This task calls for copying every line in the data below that contains the word "None".

* **Stored data**:
"""

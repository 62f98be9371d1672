use std::collections::BTreeMap;
use std::ops::Range;
use std::sync::Arc;

use chrono::{DateTime, Duration, NaiveDateTime, Utc};
use ndarray::{s, Array2};
use serde_json::Value;

use crate::error::BlockError;

/// Side-channel information attached to a block (sensor name, scale, slice, ...)
pub type Metadata = BTreeMap<String, Value>;

/// Immutable chunk of time-aligned multi-channel samples.
///
/// `values` is laid out samples x channels. Sample data and sensor maps are
/// shared behind `Arc`, so cloning a block is cheap and never exposes
/// mutable state to another owner.
#[derive(Debug, Clone)]
pub struct Block {
    values: Arc<Array2<f64>>,
    sample_rate: f64,
    timestamp: DateTime<Utc>,
    metadata: Metadata,
    sensors: Option<Arc<BTreeMap<String, Block>>>,
}

impl Block {
    pub fn new(
        values: Array2<f64>,
        sample_rate: f64,
        timestamp: DateTime<Utc>,
    ) -> Result<Self, BlockError> {
        validate(&values, sample_rate)?;
        Ok(Self {
            values: Arc::new(values),
            sample_rate,
            timestamp,
            metadata: Metadata::new(),
            sensors: None,
        })
    }

    /// Naive timestamps are interpreted as UTC.
    pub fn from_naive(
        values: Array2<f64>,
        sample_rate: f64,
        timestamp: NaiveDateTime,
    ) -> Result<Self, BlockError> {
        Self::new(values, sample_rate, timestamp.and_utc())
    }

    /// Single-channel block from a flat sample vector.
    pub fn from_samples(
        samples: Vec<f64>,
        sample_rate: f64,
        timestamp: DateTime<Utc>,
    ) -> Result<Self, BlockError> {
        let rows = samples.len();
        let values = Array2::from_shape_vec((rows, 1), samples)
            .map_err(|_| BlockError::EmptySamples)?;
        Self::new(values, sample_rate, timestamp)
    }

    /// Block from row-major samples; every row must have the same channel count.
    pub fn from_rows(
        rows: Vec<Vec<f64>>,
        sample_rate: f64,
        timestamp: DateTime<Utc>,
    ) -> Result<Self, BlockError> {
        let expected = rows.first().map(Vec::len).ok_or(BlockError::EmptySamples)?;
        for (row, data) in rows.iter().enumerate() {
            if data.len() != expected {
                return Err(BlockError::RaggedRows {
                    row,
                    expected,
                    found: data.len(),
                });
            }
        }

        let n_rows = rows.len();
        let flat: Vec<f64> = rows.into_iter().flatten().collect();
        let values = Array2::from_shape_vec((n_rows, expected), flat)
            .map_err(|_| BlockError::EmptyChannels)?;
        Self::new(values, sample_rate, timestamp)
    }

    pub fn with_metadata(mut self, metadata: Metadata) -> Self {
        self.metadata = metadata;
        self
    }

    pub fn with_sensors(mut self, sensors: BTreeMap<String, Block>) -> Self {
        self.sensors = Some(Arc::new(sensors));
        self
    }

    pub fn values(&self) -> &Array2<f64> {
        &self.values
    }

    pub fn sample_rate(&self) -> f64 {
        self.sample_rate
    }

    pub fn timestamp(&self) -> DateTime<Utc> {
        self.timestamp
    }

    pub fn metadata(&self) -> &Metadata {
        &self.metadata
    }

    /// Number of samples (rows).
    pub fn block_size(&self) -> usize {
        self.values.nrows()
    }

    pub fn channels(&self) -> usize {
        self.values.ncols()
    }

    pub fn duration_seconds(&self) -> f64 {
        self.block_size() as f64 / self.sample_rate
    }

    pub fn sensors(&self) -> Option<&BTreeMap<String, Block>> {
        self.sensors.as_deref()
    }

    pub fn sensor(&self, name: &str) -> Option<&Block> {
        self.sensors().and_then(|sensors| sensors.get(name))
    }

    /// Copy of this block with replaced values and/or metadata.
    ///
    /// Sample rate and timestamp are kept. The sensor map is carried over
    /// only when the metadata is left untouched.
    pub fn copy_with(
        &self,
        values: Option<Array2<f64>>,
        metadata: Option<Metadata>,
    ) -> Result<Self, BlockError> {
        let values = match values {
            Some(values) => {
                validate(&values, self.sample_rate)?;
                Arc::new(values)
            }
            None => Arc::clone(&self.values),
        };

        let (metadata, sensors) = match metadata {
            Some(metadata) => (metadata, None),
            None => (self.metadata.clone(), self.sensors.clone()),
        };

        Ok(Self {
            values,
            sample_rate: self.sample_rate,
            timestamp: self.timestamp,
            metadata,
            sensors,
        })
    }

    /// Row slice; both bounds are clamped to the block size.
    ///
    /// The timestamp moves forward by `start / sample_rate` and the applied
    /// range is recorded under the `"slice"` metadata key.
    pub fn slice(&self, range: Range<usize>) -> Result<Self, BlockError> {
        let size = self.block_size();
        let start = range.start.min(size);
        let stop = range.end.min(size);
        if stop <= start {
            return Err(BlockError::EmptySlice {
                start: range.start,
                stop: range.end,
            });
        }

        let values = self.values.slice(s![start..stop, ..]).to_owned();
        let mut metadata = self.metadata.clone();
        metadata.insert("slice".to_string(), serde_json::json!([start, stop, 1]));

        Ok(Self {
            values: Arc::new(values),
            sample_rate: self.sample_rate,
            timestamp: offset_timestamp(self.timestamp, start, self.sample_rate),
            metadata,
            sensors: self.sensors.clone(),
        })
    }
}

/// `base + samples / sample_rate`, rounded to the nearest nanosecond.
pub fn offset_timestamp(base: DateTime<Utc>, samples: usize, sample_rate: f64) -> DateTime<Utc> {
    let nanos = (samples as f64 / sample_rate * 1e9).round() as i64;
    base + Duration::nanoseconds(nanos)
}

fn validate(values: &Array2<f64>, sample_rate: f64) -> Result<(), BlockError> {
    if !(sample_rate.is_finite() && sample_rate > 0.0) {
        return Err(BlockError::InvalidSampleRate(sample_rate));
    }
    if values.nrows() == 0 {
        return Err(BlockError::EmptySamples);
    }
    if values.ncols() == 0 {
        return Err(BlockError::EmptyChannels);
    }
    Ok(())
}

"""

* **The answer**:
            sensors: None,
            None => Arc::clone(&self.values),
            Some(metadata) => (metadata, None),
            None => (self.metadata.clone(), self.sensors.clone()),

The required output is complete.